All of the online resources reported here have been thoroughly checked at the time of their listing. However, it is possible that, with the with the passage of time, many of the originally reported materials might have been removed from the Internet, or changed their online address, or varied the scope and quality of their contents.

Fortunately, in several cases it is possible to access many of the older versions of the resources listed in the MONITOR. This can be easily done via the free services of the "The Internet Archive" http://web.archive.org/, a remarkable brainchild of Brewster Kahle, San Francisco, CA.

- with warm regards -

Editor, Dr T. Matthew Ciolek.

Canberra, 21 January 2011.

30 October 2008

Ivory Towers on Sand: The Failure of Middle Eastern Studies in America [free E-Book]


30 Oct 2008

Washington Institute for Near East Policy, Washington DC, US.

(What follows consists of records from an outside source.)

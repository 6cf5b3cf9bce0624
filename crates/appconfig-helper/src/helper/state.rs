//! Mutable helper state and diagnostics snapshots.
//!
//! Two pieces of state live here. [`RefreshState`] is owned by whichever task
//! holds the refresh mutex and carries what the next fetch needs.
//! [`StatusRecord`] is a short-lived copy of the same bookkeeping kept behind
//! a `std` lock so diagnostics never wait on an in-flight fetch.

use std::fmt;
use std::time::Duration;

use serde_json::{Map, Value};
use tokio::time::Instant;

use crate::client::PollToken;
use crate::policy::RefreshPolicyState;

/// Lifecycle of the cached configuration.
#[derive(Debug, Clone, Copy, PartialEq, Eq)]
pub enum HelperState {
    /// No configuration has been committed yet.
    Uninitialized,
    /// A configuration is cached and the last attempt succeeded.
    Warm,
    /// A configuration is cached but the last attempt failed; it is still served.
    Stale,
}

impl HelperState {
    pub fn as_str(&self) -> &'static str {
        match self {
            Self::Uninitialized => "uninitialized",
            Self::Warm => "warm",
            Self::Stale => "stale",
        }
    }
}

impl fmt::Display for HelperState {
    fn fmt(&self, f: &mut fmt::Formatter<'_>) -> fmt::Result {
        f.write_str(self.as_str())
    }
}

/// State guarded by the refresh mutex.
#[derive(Debug, Default)]
pub(crate) struct RefreshState {
    pub(crate) policy_state: RefreshPolicyState,
    /// Token carried into the next fetch; `None` starts a new session.
    pub(crate) poll_token: Option<PollToken>,
    /// Latest poll interval recommended by the service.
    pub(crate) next_poll_interval: Option<Duration>,
}

/// Bookkeeping mirrored for lock-free diagnostics.
#[derive(Debug, Default, Clone)]
pub(crate) struct StatusRecord {
    pub(crate) last_attempt_at: Option<Instant>,
    pub(crate) last_error: Option<String>,
    pub(crate) consecutive_failures: u32,
    pub(crate) next_poll_interval: Option<Duration>,
    pub(crate) has_poll_token: bool,
}

impl StatusRecord {
    pub(crate) fn record_success(&mut self, state: &RefreshState) {
        self.sync(state);
        self.last_error = None;
        self.consecutive_failures = 0;
    }

    pub(crate) fn record_failure(&mut self, state: &RefreshState, error: String) {
        self.sync(state);
        self.last_error = Some(error);
        self.consecutive_failures = self.consecutive_failures.saturating_add(1);
    }

    fn sync(&mut self, state: &RefreshState) {
        self.last_attempt_at = state.policy_state.last_attempt_at();
        self.next_poll_interval = state.next_poll_interval;
        self.has_poll_token = state.poll_token.is_some();
    }
}

/// Diagnostics view of a helper, returned by [`crate::AppConfigHelper::status`].
#[derive(Debug, Clone, PartialEq, Eq)]
pub struct StatusSnapshot {
    /// Coarse lifecycle state derived from the cache and the failure streak.
    pub state: HelperState,
    /// Message of the most recent failed attempt, cleared by the next success.
    pub last_error: Option<String>,
    /// Failed attempts since the last success.
    pub consecutive_failures: u32,
    /// Time elapsed since the last attempt started.
    pub last_attempt_age: Option<Duration>,
    /// Poll interval last recommended by the service.
    pub next_poll_interval: Option<Duration>,
    /// Whether the next fetch continues an existing session.
    pub has_poll_token: bool,
    /// Version label of the cached configuration.
    pub version_label: Option<String>,
}

impl StatusSnapshot {
    pub(crate) fn from_record(
        record: &StatusRecord,
        cached: bool,
        version_label: Option<String>,
        now: Instant,
    ) -> Self {
        let state = match (cached, record.consecutive_failures) {
            (false, _) => HelperState::Uninitialized,
            (true, 0) => HelperState::Warm,
            (true, _) => HelperState::Stale,
        };
        Self {
            state,
            last_error: record.last_error.clone(),
            consecutive_failures: record.consecutive_failures,
            last_attempt_age: record
                .last_attempt_at
                .map(|at| now.saturating_duration_since(at)),
            next_poll_interval: record.next_poll_interval,
            has_poll_token: record.has_poll_token,
            version_label,
        }
    }

    /// Renders the snapshot as JSON for status endpoints.
    pub fn to_json(&self) -> Value {
        let mut map = Map::new();
        map.insert("state".into(), Value::from(self.state.as_str()));
        map.insert(
            "lastError".into(),
            self.last_error.clone().map_or(Value::Null, Value::from),
        );
        map.insert(
            "consecutiveFailures".into(),
            Value::from(self.consecutive_failures),
        );
        map.insert(
            "lastAttemptAgeSeconds".into(),
            self.last_attempt_age
                .map_or(Value::Null, |age| Value::from(age.as_secs())),
        );
        map.insert(
            "nextPollIntervalSeconds".into(),
            self.next_poll_interval
                .map_or(Value::Null, |interval| Value::from(interval.as_secs())),
        );
        map.insert("hasPollToken".into(), Value::from(self.has_poll_token));
        map.insert(
            "versionLabel".into(),
            self.version_label.clone().map_or(Value::Null, Value::from),
        );
        Value::Object(map)
    }
}
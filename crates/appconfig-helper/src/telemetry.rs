//! Telemetry helpers for the AppConfig helper.
//!
//! This module provides drop-in implementations of [`AppConfigTelemetry`] that
//! make it easy to surface metrics or integrate with external monitoring systems.
//! Consumers can either use the provided counting primitives to expose their own
//! metrics or wrap them in application-specific emitters.

use std::fmt;
use std::sync::atomic::{AtomicU64, Ordering};
use std::sync::Arc;

use crate::helper::{AppConfigTelemetry, HelperError};

/// Aggregated telemetry counters (all values use relaxed atomics).
#[derive(Debug, Default)]
pub struct TelemetryCounters {
    refresh_updated: AtomicU64,
    refresh_unchanged: AtomicU64,
    refresh_error: AtomicU64,
    refresh_throttled: AtomicU64,
    refresh_contended: AtomicU64,
}

impl TelemetryCounters {
    /// Captures a point-in-time snapshot of the counters.
    pub fn snapshot(&self) -> TelemetrySnapshot {
        TelemetrySnapshot {
            refresh_updated: self.refresh_updated.load(Ordering::Relaxed),
            refresh_unchanged: self.refresh_unchanged.load(Ordering::Relaxed),
            refresh_error: self.refresh_error.load(Ordering::Relaxed),
            refresh_throttled: self.refresh_throttled.load(Ordering::Relaxed),
            refresh_contended: self.refresh_contended.load(Ordering::Relaxed),
        }
    }
}

/// Plain data representation of [`TelemetryCounters`].
#[derive(Debug, Clone, Copy, PartialEq, Eq, Default)]
pub struct TelemetrySnapshot {
    /// Number of refreshes that committed a new version.
    pub refresh_updated: u64,
    /// Number of refreshes answered with "no change".
    pub refresh_unchanged: u64,
    /// Number of failed refresh attempts (throttling included).
    pub refresh_error: u64,
    /// Number of failed attempts caused by service throttling.
    pub refresh_throttled: u64,
    /// Number of reads that skipped a due refresh because one was in flight.
    pub refresh_contended: u64,
}

impl fmt::Display for TelemetrySnapshot {
    /// Formats the snapshot metrics into a comma-separated list for logs.
    fn fmt(&self, f: &mut fmt::Formatter<'_>) -> fmt::Result {
        write!(
            f,
            "refresh_updated={}, refresh_unchanged={}, refresh_error={}, refresh_throttled={}, refresh_contended={}",
            self.refresh_updated,
            self.refresh_unchanged,
            self.refresh_error,
            self.refresh_throttled,
            self.refresh_contended
        )
    }
}

/// Telemetry implementation that maintains atomic counters for every signal.
#[derive(Debug, Clone)]
pub struct CountingTelemetry {
    counters: Arc<TelemetryCounters>,
}

impl CountingTelemetry {
    /// Creates a new telemetry instance backed by the provided counter set.
    pub fn new(counters: Arc<TelemetryCounters>) -> Self {
        Self { counters }
    }

    /// Returns the underlying counter set.
    pub fn counters(&self) -> Arc<TelemetryCounters> {
        self.counters.clone()
    }
}

impl Default for CountingTelemetry {
    fn default() -> Self {
        Self::new(Arc::new(TelemetryCounters::default()))
    }
}

impl AppConfigTelemetry for CountingTelemetry {
    fn on_refresh_updated(&self, _version_label: Option<&str>) {
        self.counters
            .refresh_updated
            .fetch_add(1, Ordering::Relaxed);
    }

    fn on_refresh_unchanged(&self) {
        self.counters
            .refresh_unchanged
            .fetch_add(1, Ordering::Relaxed);
    }

    /// Counts the failure and, separately, whether it was throttling.
    fn on_refresh_error(&self, error: &HelperError) {
        self.counters.refresh_error.fetch_add(1, Ordering::Relaxed);
        if matches!(error, HelperError::Transport(err) if err.is_throttled()) {
            self.counters
                .refresh_throttled
                .fetch_add(1, Ordering::Relaxed);
        }
    }

    fn on_refresh_contended(&self) {
        self.counters
            .refresh_contended
            .fetch_add(1, Ordering::Relaxed);
    }
}

/// Telemetry implementation that forwards events to multiple observers.
///
/// This allows applications to combine counters with logging or custom sinks.
pub struct CompositeTelemetry {
    observers: Vec<Arc<dyn AppConfigTelemetry>>,
}

impl CompositeTelemetry {
    /// Creates an empty dispatcher.
    pub fn new() -> Self {
        Self {
            observers: Vec::new(),
        }
    }

    /// Adds a telemetry observer to the dispatcher.
    pub fn with_observer(mut self, telemetry: Arc<dyn AppConfigTelemetry>) -> Self {
        self.observers.push(telemetry);
        self
    }

    /// Extends the dispatcher with additional observers.
    pub fn extend<I>(&mut self, iter: I)
    where
        I: IntoIterator<Item = Arc<dyn AppConfigTelemetry>>,
    {
        self.observers.extend(iter);
    }
}

impl Default for CompositeTelemetry {
    fn default() -> Self {
        Self::new()
    }
}

impl fmt::Debug for CompositeTelemetry {
    fn fmt(&self, f: &mut fmt::Formatter<'_>) -> fmt::Result {
        f.debug_struct("CompositeTelemetry")
            .field("observer_count", &self.observers.len())
            .finish()
    }
}

impl AppConfigTelemetry for CompositeTelemetry {
    fn on_refresh_updated(&self, version_label: Option<&str>) {
        for observer in &self.observers {
            observer.on_refresh_updated(version_label);
        }
    }

    fn on_refresh_unchanged(&self) {
        for observer in &self.observers {
            observer.on_refresh_unchanged();
        }
    }

    fn on_refresh_error(&self, error: &HelperError) {
        for observer in &self.observers {
            observer.on_refresh_error(error);
        }
    }

    fn on_refresh_contended(&self) {
        for observer in &self.observers {
            observer.on_refresh_contended();
        }
    }
}

#[cfg(test)]
mod tests {
    use super::*;
    use crate::client::FetchError;
    use crate::http::HttpError;

    /// Confirms counters increment for every telemetry callback.
    #[test]
    fn counting_telemetry_tracks_all_events() {
        let telemetry = CountingTelemetry::default();
        telemetry.on_refresh_updated(Some("v1"));
        telemetry.on_refresh_unchanged();
        telemetry.on_refresh_unchanged();
        telemetry.on_refresh_error(&HelperError::NotYetFetched);
        telemetry.on_refresh_error(&HelperError::Transport(FetchError::Http(
            HttpError::Throttled,
        )));
        telemetry.on_refresh_contended();

        assert_eq!(
            telemetry.counters().snapshot(),
            TelemetrySnapshot {
                refresh_updated: 1,
                refresh_unchanged: 2,
                refresh_error: 2,
                refresh_throttled: 1,
                refresh_contended: 1,
            }
        );
    }

    /// Ensures composite telemetry broadcasts to every observer.
    #[test]
    fn composite_telemetry_forwards_calls() {
        let primary = Arc::new(CountingTelemetry::default());
        let secondary = Arc::new(CountingTelemetry::default());

        let composite = CompositeTelemetry::new()
            .with_observer(primary.clone())
            .with_observer(secondary.clone());

        composite.on_refresh_updated(None);
        composite.on_refresh_contended();
        composite.on_refresh_error(&HelperError::NotYetFetched);

        for snapshot in [primary.counters().snapshot(), secondary.counters().snapshot()] {
            assert_eq!(snapshot.refresh_updated, 1);
            assert_eq!(snapshot.refresh_contended, 1);
            assert_eq!(snapshot.refresh_error, 1);
            assert_eq!(snapshot.refresh_throttled, 0);
        }
    }

    /// Ensures CountingTelemetry::new preserves the external counter set.
    #[test]
    fn counting_telemetry_uses_external_counters() {
        let counters = Arc::new(TelemetryCounters::default());
        let telemetry = CountingTelemetry::new(counters.clone());
        assert!(Arc::ptr_eq(&counters, &telemetry.counters()));
        assert_eq!(counters.snapshot(), TelemetrySnapshot::default());
    }

    /// Ensures TelemetrySnapshot::fmt prints all fields.
    #[test]
    fn telemetry_snapshot_display_includes_all_fields() {
        let snapshot = TelemetrySnapshot {
            refresh_updated: 1,
            refresh_unchanged: 2,
            refresh_error: 3,
            refresh_throttled: 4,
            refresh_contended: 5,
        };
        let formatted = snapshot.to_string();
        for segment in [
            "refresh_updated=1",
            "refresh_unchanged=2",
            "refresh_error=3",
            "refresh_throttled=4",
            "refresh_contended=5",
        ] {
            assert!(
                formatted.contains(segment),
                "missing segment '{segment}' in '{formatted}'"
            );
        }
    }

    /// Ensures CompositeTelemetry::extend accepts iterators and debug output reports observer count.
    #[test]
    fn composite_telemetry_extend_and_debug() {
        let mut composite = CompositeTelemetry::default();
        let first = Arc::new(CountingTelemetry::default());
        composite.extend(vec![
            first.clone() as Arc<dyn AppConfigTelemetry>,
            Arc::new(crate::helper::NoopTelemetry) as Arc<dyn AppConfigTelemetry>,
        ]);
        composite.on_refresh_unchanged();
        assert_eq!(first.counters().snapshot().refresh_unchanged, 1);
        assert!(format!("{composite:?}").contains("observer_count: 2"));
    }
}
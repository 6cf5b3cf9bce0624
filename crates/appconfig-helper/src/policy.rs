//! Staleness policy deciding when a refresh attempt is due.
//!
//! The policy keys off the instant of the last *attempt*, successful or not,
//! so a failing backend is retried at the configured cadence instead of on
//! every read.

use std::time::Duration;

use tokio::time::Instant;

/// Tracks when the last refresh attempt started.
#[derive(Debug, Clone, Copy, Default, PartialEq, Eq)]
pub struct RefreshPolicyState {
    last_attempt_at: Option<Instant>,
}

impl RefreshPolicyState {
    /// State with no attempt recorded, so the first check is due.
    pub fn new() -> Self {
        Self::default()
    }

    /// Records an attempt at `now`, regardless of its outcome.
    pub fn record_attempt(&mut self, now: Instant) {
        self.last_attempt_at = Some(now);
    }

    /// Start of the most recent attempt, if any.
    pub fn last_attempt_at(&self) -> Option<Instant> {
        self.last_attempt_at
    }
}

/// Decides whether the cached configuration is old enough to refresh.
#[derive(Debug, Clone, Copy, PartialEq, Eq)]
pub struct RefreshPolicy {
    max_staleness: Duration,
}

impl RefreshPolicy {
    /// `max_staleness` of zero makes every check due.
    pub fn new(max_staleness: Duration) -> Self {
        Self { max_staleness }
    }

    /// Configured staleness bound.
    pub fn max_staleness(&self) -> Duration {
        self.max_staleness
    }

    /// Returns `true` when no attempt was recorded yet or the last one is at
    /// least `max_staleness` old.
    pub fn is_due(&self, now: Instant, state: &RefreshPolicyState) -> bool {
        self.is_due_after(now, state.last_attempt_at)
    }

    /// Same as [`RefreshPolicy::is_due`] for a bare attempt instant, for
    /// callers that only hold a copy of it.
    pub fn is_due_after(&self, now: Instant, last_attempt_at: Option<Instant>) -> bool {
        match last_attempt_at {
            None => true,
            Some(last) => now.saturating_duration_since(last) >= self.max_staleness,
        }
    }

    /// Time left until the next attempt becomes due (zero when already due).
    pub fn time_until_due(&self, now: Instant, state: &RefreshPolicyState) -> Duration {
        match state.last_attempt_at {
            None => Duration::ZERO,
            Some(last) => self
                .max_staleness
                .saturating_sub(now.saturating_duration_since(last)),
        }
    }
}

#[cfg(test)]
mod tests {
    use super::*;
    use proptest::prelude::*;

    #[test]
    fn first_check_is_always_due() {
        let policy = RefreshPolicy::new(Duration::from_secs(300));
        let state = RefreshPolicyState::new();
        assert!(policy.is_due(Instant::now(), &state));
        assert_eq!(policy.time_until_due(Instant::now(), &state), Duration::ZERO);
    }

    #[test]
    fn due_exactly_at_the_staleness_bound() {
        let policy = RefreshPolicy::new(Duration::from_secs(60));
        let start = Instant::now();
        let mut state = RefreshPolicyState::new();
        state.record_attempt(start);

        assert!(!policy.is_due(start + Duration::from_secs(59), &state));
        assert!(!policy.is_due_after(start + Duration::from_secs(59), Some(start)));
        assert!(policy.is_due_after(start, None));
        assert!(policy.is_due(start + Duration::from_secs(60), &state));
        assert!(policy.is_due(start + Duration::from_secs(61), &state));
        assert_eq!(
            policy.time_until_due(start + Duration::from_secs(45), &state),
            Duration::from_secs(15)
        );
    }

    #[test]
    fn zero_staleness_is_always_due() {
        let policy = RefreshPolicy::new(Duration::ZERO);
        let now = Instant::now();
        let mut state = RefreshPolicyState::new();
        state.record_attempt(now);
        assert!(policy.is_due(now, &state));
    }

    #[test]
    fn clock_reading_before_last_attempt_is_not_due() {
        let policy = RefreshPolicy::new(Duration::from_secs(10));
        let now = Instant::now();
        let mut state = RefreshPolicyState::new();
        state.record_attempt(now + Duration::from_secs(5));
        assert!(!policy.is_due(now, &state));
        assert_eq!(policy.time_until_due(now, &state), Duration::from_secs(10));
    }

    proptest! {
        /// `is_due` and `time_until_due` always agree.
        #[test]
        fn due_iff_no_time_remaining(staleness_ms in 0u64..10_000, elapsed_ms in 0u64..20_000) {
            let policy = RefreshPolicy::new(Duration::from_millis(staleness_ms));
            let start = Instant::now();
            let mut state = RefreshPolicyState::new();
            state.record_attempt(start);
            let now = start + Duration::from_millis(elapsed_ms);

            prop_assert_eq!(policy.is_due(now, &state), elapsed_ms >= staleness_ms);
            prop_assert_eq!(
                policy.is_due(now, &state),
                policy.time_until_due(now, &state).is_zero()
            );
        }
    }
}
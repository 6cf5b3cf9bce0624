//! Document decoding for AppConfig payloads.
//!
//! AppConfig stores configuration profiles as opaque bytes tagged with a
//! declared MIME type. This module turns those bytes into an untyped
//! [`serde_json::Value`] so the validator can bind it to the caller's schema
//! regardless of whether the profile was authored in JSON or YAML.

use std::fmt;
use std::str::FromStr;

use serde_json::Value;
use thiserror::Error;

/// MIME type AppConfig reports for JSON profiles.
pub const JSON_MIME: &str = "application/json";
/// MIME type AppConfig reports for YAML profiles.
pub const YAML_MIME: &str = "application/x-yaml";

/// Content types the helper knows how to decode.
#[derive(Debug, Clone, Copy, PartialEq, Eq, Hash)]
pub enum ContentType {
    Json,
    Yaml,
}

impl ContentType {
    /// Resolves a declared MIME type (as found in a `Content-Type` header).
    ///
    /// Parameters such as `; charset=utf-8` are ignored and matching is
    /// case-insensitive. Structured-syntax suffixes (`+json`, `+yaml`) map to
    /// their base format.
    pub fn from_mime(declared: &str) -> Result<Self, ParseError> {
        let essence = declared
            .split(';')
            .next()
            .unwrap_or_default()
            .trim()
            .to_ascii_lowercase();
        match essence.as_str() {
            JSON_MIME | "text/json" => Ok(Self::Json),
            YAML_MIME | "application/yaml" | "text/yaml" | "text/x-yaml" => Ok(Self::Yaml),
            other if other.ends_with("+json") => Ok(Self::Json),
            other if other.ends_with("+yaml") => Ok(Self::Yaml),
            _ => Err(ParseError::UnsupportedContentType(declared.to_string())),
        }
    }

    /// Returns the canonical MIME type for this content type.
    pub fn as_mime(&self) -> &'static str {
        match self {
            Self::Json => JSON_MIME,
            Self::Yaml => YAML_MIME,
        }
    }
}

impl FromStr for ContentType {
    type Err = ParseError;

    fn from_str(s: &str) -> Result<Self, Self::Err> {
        Self::from_mime(s)
    }
}

impl fmt::Display for ContentType {
    fn fmt(&self, f: &mut fmt::Formatter<'_>) -> fmt::Result {
        f.write_str(self.as_mime())
    }
}

/// Failures raised while decoding a configuration document.
#[derive(Debug, Error)]
pub enum ParseError {
    /// The service declared a content type the helper cannot decode.
    #[error("unsupported content type: {0:?}")]
    UnsupportedContentType(String),
    /// The payload is not valid JSON.
    #[error("unable to parse JSON configuration data: {0}")]
    Json(#[from] serde_json::Error),
    /// The payload is not valid YAML.
    #[error("unable to parse YAML configuration data{}: {source}", yaml_location(.source))]
    Yaml {
        #[source]
        source: serde_yaml::Error,
    },
}

impl From<serde_yaml::Error> for ParseError {
    fn from(source: serde_yaml::Error) -> Self {
        Self::Yaml { source }
    }
}

fn yaml_location(error: &serde_yaml::Error) -> String {
    match error.location() {
        Some(location) => format!(
            " at line {} column {}",
            location.line(),
            location.column()
        ),
        None => String::new(),
    }
}

/// Decodes `raw` according to `content_type`.
///
/// Parser errors are always surfaced; an unparsable document never degrades
/// into an empty or default value.
pub fn parse_document(raw: &[u8], content_type: ContentType) -> Result<Value, ParseError> {
    match content_type {
        ContentType::Json => Ok(serde_json::from_slice(raw)?),
        ContentType::Yaml => Ok(serde_yaml::from_slice(raw)?),
    }
}
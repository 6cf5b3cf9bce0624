//! Schema binding for decoded configuration documents.
//!
//! The helper never hands application code an untyped document. Every
//! payload goes through a [`Validator`] which either produces the caller's
//! schema type or a [`ValidationError`] listing each violated field.

use std::fmt;
use std::marker::PhantomData;

use serde::de::DeserializeOwned;
use serde_json::Value;
use thiserror::Error;

/// A single field-level problem found while validating a document.
#[derive(Debug, Clone, PartialEq, Eq)]
pub struct FieldViolation {
    /// Dotted path to the offending field (`.` for the document root).
    pub path: String,
    /// Constraint that was violated.
    pub message: String,
}

impl FieldViolation {
    pub fn new(path: impl Into<String>, message: impl Into<String>) -> Self {
        Self {
            path: path.into(),
            message: message.into(),
        }
    }
}

impl fmt::Display for FieldViolation {
    fn fmt(&self, f: &mut fmt::Formatter<'_>) -> fmt::Result {
        write!(f, "{}: {}", self.path, self.message)
    }
}

/// Error returned when a document does not satisfy the configured schema.
#[derive(Debug, Clone, PartialEq, Eq, Error)]
#[error("configuration does not match schema {schema}: {}", join_violations(.violations))]
pub struct ValidationError {
    schema: &'static str,
    violations: Vec<FieldViolation>,
}

impl ValidationError {
    pub fn new(schema: &'static str, violations: Vec<FieldViolation>) -> Self {
        Self { schema, violations }
    }

    /// Name of the schema the document was validated against.
    pub fn schema(&self) -> &'static str {
        self.schema
    }

    /// Every violation reported for the document.
    pub fn violations(&self) -> &[FieldViolation] {
        &self.violations
    }
}

fn join_violations(violations: &[FieldViolation]) -> String {
    if violations.is_empty() {
        return "no details reported".to_string();
    }
    violations
        .iter()
        .map(ToString::to_string)
        .collect::<Vec<_>>()
        .join(", ")
}

/// Capability implemented by configuration schema types.
///
/// Structural rules (required fields, types, unknown-field policy) come from
/// the type's `Deserialize` implementation, so `#[serde(deny_unknown_fields)]`
/// and friends apply as usual. [`ConfigSchema::check`] adds semantic rules
/// that serde cannot express and should report every violation it finds.
pub trait ConfigSchema: DeserializeOwned + Send + Sync + 'static {
    /// Human-readable schema name used in errors and logs.
    fn schema_name() -> &'static str {
        std::any::type_name::<Self>()
    }

    /// Semantic checks applied after deserialisation succeeded.
    fn check(&self) -> Result<(), Vec<FieldViolation>> {
        Ok(())
    }

    /// Machine-readable description of the schema (e.g. JSON Schema), if the
    /// type can provide one. The helper only passes it through.
    fn describe() -> Option<Value> {
        None
    }
}

/// Binds an untyped document to a typed configuration value.
pub trait Validator<T>: Send + Sync {
    fn validate(&self, value: Value) -> Result<T, ValidationError>;

    /// Machine-readable schema description, when available.
    fn describe(&self) -> Option<Value> {
        None
    }
}

impl<T, F> Validator<T> for F
where
    F: Fn(Value) -> Result<T, ValidationError> + Send + Sync,
{
    fn validate(&self, value: Value) -> Result<T, ValidationError> {
        self(value)
    }
}

/// Default validator for any [`ConfigSchema`] type.
pub struct SchemaValidator<T> {
    _schema: PhantomData<fn() -> T>,
}

impl<T> SchemaValidator<T> {
    pub fn new() -> Self {
        Self {
            _schema: PhantomData,
        }
    }
}

impl<T> Default for SchemaValidator<T> {
    fn default() -> Self {
        Self::new()
    }
}

impl<T> Clone for SchemaValidator<T> {
    fn clone(&self) -> Self {
        Self::new()
    }
}

impl<T> fmt::Debug for SchemaValidator<T> {
    fn fmt(&self, f: &mut fmt::Formatter<'_>) -> fmt::Result {
        f.debug_struct("SchemaValidator")
            .field("schema", &std::any::type_name::<T>())
            .finish()
    }
}

impl<T: ConfigSchema> Validator<T> for SchemaValidator<T> {
    fn validate(&self, value: Value) -> Result<T, ValidationError> {
        let typed: T = serde_path_to_error::deserialize(value).map_err(|err| {
            let path = err.path().to_string();
            let message = err.into_inner().to_string();
            ValidationError::new(T::schema_name(), vec![FieldViolation::new(path, message)])
        })?;
        typed
            .check()
            .map_err(|violations| ValidationError::new(T::schema_name(), violations))?;
        Ok(typed)
    }

    fn describe(&self) -> Option<Value> {
        T::describe()
    }
}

"Seven years ago this week, The Washington Institute for Near East Policy published my book [Martin S. Kramer, 2001] 'Ivory Towers on Sand: The Failure of Middle Eastern Studies in America' [137pp, ISBN: 0944029493 - ed.]. I'm pleased to announce that as of this morning [23 October 2008 - ed.], and for the first time, the entire book is available from the Institute as a free download (pdf). [...]

The book appeared six weeks after 9/11 (here's [http://query.nytimes.com/gst/fullpage.html?res=9807E7D61F30F930A35752C1A9679C8B63] the 'New York Times' report of its publication), and had a much greater impact than I imagined it would when I wrote it. The Institute and I hope that by making it freely available, 'Ivory Towers on Sand' will live yet another life, especially among today's university and college students. If you are a student or know a student, share the link. If you are in a Middle East course, send the link to your classmates and ask your professor to discuss the book in class. If you are a faculty member, it's now easy to include the book in your next syllabus. (It should definitely be in the syllabus of any course that assigns Zachary Lockman's 'Contending Visions of the Middle East' [Contending Visions of the Middle East: The History and Politics of Orientalism. 2004. Cambridge U. Press. ISBN: 0521629373) - ed.], where 'Ivory Towers' is critiqued over half a dozen pages. Students should be encouraged to read both books and form their own opinion.) [...]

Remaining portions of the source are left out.